REQUIRED WORK: All entries below are to be retyped in full, precisely as they appear.

[Stored data]
§ §
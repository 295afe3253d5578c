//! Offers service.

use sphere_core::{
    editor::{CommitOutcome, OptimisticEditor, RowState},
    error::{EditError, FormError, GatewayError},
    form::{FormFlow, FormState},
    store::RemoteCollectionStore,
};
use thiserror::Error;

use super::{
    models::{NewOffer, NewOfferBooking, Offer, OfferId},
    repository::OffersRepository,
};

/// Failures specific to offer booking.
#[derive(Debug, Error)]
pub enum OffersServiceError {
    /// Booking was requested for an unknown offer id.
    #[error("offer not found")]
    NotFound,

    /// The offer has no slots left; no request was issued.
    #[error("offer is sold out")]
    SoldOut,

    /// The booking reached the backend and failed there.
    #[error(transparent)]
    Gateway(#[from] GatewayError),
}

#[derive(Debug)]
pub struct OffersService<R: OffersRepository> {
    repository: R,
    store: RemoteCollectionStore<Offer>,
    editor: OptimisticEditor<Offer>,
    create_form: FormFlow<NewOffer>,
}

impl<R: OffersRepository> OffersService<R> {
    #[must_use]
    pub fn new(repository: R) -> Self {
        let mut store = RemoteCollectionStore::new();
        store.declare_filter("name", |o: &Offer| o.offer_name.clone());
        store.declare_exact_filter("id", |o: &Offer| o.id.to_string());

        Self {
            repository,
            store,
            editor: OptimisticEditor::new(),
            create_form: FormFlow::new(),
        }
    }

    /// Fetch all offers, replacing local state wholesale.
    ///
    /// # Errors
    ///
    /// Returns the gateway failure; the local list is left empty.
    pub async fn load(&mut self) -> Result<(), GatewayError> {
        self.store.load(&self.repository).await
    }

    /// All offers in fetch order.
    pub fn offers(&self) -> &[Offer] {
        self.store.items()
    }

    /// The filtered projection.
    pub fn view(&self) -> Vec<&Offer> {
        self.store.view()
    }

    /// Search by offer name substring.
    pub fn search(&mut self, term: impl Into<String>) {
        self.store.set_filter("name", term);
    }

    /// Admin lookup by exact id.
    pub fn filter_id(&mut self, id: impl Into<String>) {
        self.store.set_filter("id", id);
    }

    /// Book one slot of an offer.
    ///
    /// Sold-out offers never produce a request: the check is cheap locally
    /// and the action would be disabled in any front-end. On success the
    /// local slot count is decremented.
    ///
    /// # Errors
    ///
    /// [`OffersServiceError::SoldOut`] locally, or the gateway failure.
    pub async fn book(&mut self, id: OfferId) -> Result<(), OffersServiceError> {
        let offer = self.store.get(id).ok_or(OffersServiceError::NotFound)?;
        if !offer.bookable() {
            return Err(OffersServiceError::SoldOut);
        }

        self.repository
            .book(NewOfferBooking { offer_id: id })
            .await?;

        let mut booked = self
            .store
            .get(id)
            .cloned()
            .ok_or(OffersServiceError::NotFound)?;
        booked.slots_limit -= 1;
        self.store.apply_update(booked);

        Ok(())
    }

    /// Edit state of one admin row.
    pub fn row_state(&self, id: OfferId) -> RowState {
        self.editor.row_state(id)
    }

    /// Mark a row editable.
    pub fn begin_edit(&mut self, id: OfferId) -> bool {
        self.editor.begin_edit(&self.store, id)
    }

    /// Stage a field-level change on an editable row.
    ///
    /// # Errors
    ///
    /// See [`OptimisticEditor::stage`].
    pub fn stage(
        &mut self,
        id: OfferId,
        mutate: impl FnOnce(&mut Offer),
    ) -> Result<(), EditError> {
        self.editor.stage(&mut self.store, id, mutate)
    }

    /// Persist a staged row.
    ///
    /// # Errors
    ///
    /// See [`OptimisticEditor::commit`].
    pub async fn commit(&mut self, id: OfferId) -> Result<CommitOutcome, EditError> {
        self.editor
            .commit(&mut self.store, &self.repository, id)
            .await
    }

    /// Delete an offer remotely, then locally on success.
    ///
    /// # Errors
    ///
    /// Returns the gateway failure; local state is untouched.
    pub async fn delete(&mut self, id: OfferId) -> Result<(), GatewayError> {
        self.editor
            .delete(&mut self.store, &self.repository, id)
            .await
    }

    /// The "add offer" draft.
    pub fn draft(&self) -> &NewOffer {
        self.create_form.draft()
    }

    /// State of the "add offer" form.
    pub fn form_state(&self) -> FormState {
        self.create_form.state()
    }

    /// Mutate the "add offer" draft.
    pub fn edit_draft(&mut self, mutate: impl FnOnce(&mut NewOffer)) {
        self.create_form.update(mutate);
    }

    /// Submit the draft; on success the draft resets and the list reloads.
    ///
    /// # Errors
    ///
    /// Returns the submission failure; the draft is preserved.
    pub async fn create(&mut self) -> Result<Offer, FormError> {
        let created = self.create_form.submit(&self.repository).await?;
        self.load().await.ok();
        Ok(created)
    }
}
§ §
ANSWER SECTION:
repository 295afe3253d5578c
//! Offers service.

use sphere_core::{
    editor::{CommitOutcome, OptimisticEditor, RowState},
    error::{EditError, FormError, GatewayError},
    form::{FormFlow, FormState},
    store::RemoteCollectionStore,
};
use thiserror::Error;

use super::{
    models::{NewOffer, NewOfferBooking, Offer, OfferId},
    repository::OffersRepository,
};

/// Failures specific to offer booking.
#[derive(Debug, Error)]
pub enum OffersServiceError {
    /// Booking was requested for an unknown offer id.
    #[error("offer not found")]
    NotFound,

    /// The offer has no slots left; no request was issued.
    #[error("offer is sold out")]
    SoldOut,

    /// The booking reached the backend and failed there.
    #[error(transparent)]
    Gateway(#[from] GatewayError),
}

#[derive(Debug)]
pub struct OffersService<R: OffersRepository> {
    repository: R,
    store: RemoteCollectionStore<Offer>,
    editor: OptimisticEditor<Offer>,
    create_form: FormFlow<NewOffer>,
}

impl<R: OffersRepository> OffersService<R> {
    #[must_use]
    pub fn new(repository: R) -> Self {
        let mut store = RemoteCollectionStore::new();
        store.declare_filter("name", |o: &Offer| o.offer_name.clone());
        store.declare_exact_filter("id", |o: &Offer| o.id.to_string());

        Self {
            repository,
            store,
            editor: OptimisticEditor::new(),
            create_form: FormFlow::new(),
        }
    }

    /// Fetch all offers, replacing local state wholesale.
    ///
    /// # Errors
    ///
    /// Returns the gateway failure; the local list is left empty.
    pub async fn load(&mut self) -> Result<(), GatewayError> {
        self.store.load(&self.repository).await
    }

    /// All offers in fetch order.
    pub fn offers(&self) -> &[Offer] {
        self.store.items()
    }

    /// The filtered projection.
    pub fn view(&self) -> Vec<&Offer> {
        self.store.view()
    }

    /// Search by offer name substring.
    pub fn search(&mut self, term: impl Into<String>) {
        self.store.set_filter("name", term);
    }

    /// Admin lookup by exact id.
    pub fn filter_id(&mut self, id: impl Into<String>) {
        self.store.set_filter("id", id);
    }

    /// Book one slot of an offer.
    ///
    /// Sold-out offers never produce a request: the check is cheap locally
    /// and the action would be disabled in any front-end. On success the
    /// local slot count is decremented.
    ///
    /// # Errors
    ///
    /// [`OffersServiceError::SoldOut`] locally, or the gateway failure.
    pub async fn book(&mut self, id: OfferId) -> Result<(), OffersServiceError> {
        let offer = self.store.get(id).ok_or(OffersServiceError::NotFound)?;
        if !offer.bookable() {
            return Err(OffersServiceError::SoldOut);
        }

        self.repository
            .book(NewOfferBooking { offer_id: id })
            .await?;

        let mut booked = self
            .store
            .get(id)
            .cloned()
            .ok_or(OffersServiceError::NotFound)?;
        booked.slots_limit -= 1;
        self.store.apply_update(booked);

        Ok(())
    }

    /// Edit state of one admin row.
    pub fn row_state(&self, id: OfferId) -> RowState {
        self.editor.row_state(id)
    }

    /// Mark a row editable.
    pub fn begin_edit(&mut self, id: OfferId) -> bool {
        self.editor.begin_edit(&self.store, id)
    }

    /// Stage a field-level change on an editable row.
    ///
    /// # Errors
    ///
    /// See [`OptimisticEditor::stage`].
    pub fn stage(
        &mut self,
        id: OfferId,
        mutate: impl FnOnce(&mut Offer),
    ) -> Result<(), EditError> {
        self.editor.stage(&mut self.store, id, mutate)
    }

    /// Persist a staged row.
    ///
    /// # Errors
    ///
    /// See [`OptimisticEditor::commit`].
    pub async fn commit(&mut self, id: OfferId) -> Result<CommitOutcome, EditError> {
        self.editor
            .commit(&mut self.store, &self.repository, id)
            .await
    }

    /// Delete an offer remotely, then locally on success.
    ///
    /// # Errors
    ///
    /// Returns the gateway failure; local state is untouched.
    pub async fn delete(&mut self, id: OfferId) -> Result<(), GatewayError> {
        self.editor
            .delete(&mut self.store, &self.repository, id)
            .await
    }

    /// The "add offer" draft.
    pub fn draft(&self) -> &NewOffer {
        self.create_form.draft()
    }

    /// State of the "add offer" form.
    pub fn form_state(&self) -> FormState {
        self.create_form.state()
    }

    /// Mutate the "add offer" draft.
    pub fn edit_draft(&mut self, mutate: impl FnOnce(&mut NewOffer)) {
        self.create_form.update(mutate);
    }

    /// Submit the draft; on success the draft resets and the list reloads.
    ///
    /// # Errors
    ///
    /// Returns the submission failure; the draft is preserved.
    pub async fn create(&mut self) -> Result<Offer, FormError> {
        let created = self.create_form.submit(&self.repository).await?;
        self.load().await.ok();
        Ok(created)
    }
}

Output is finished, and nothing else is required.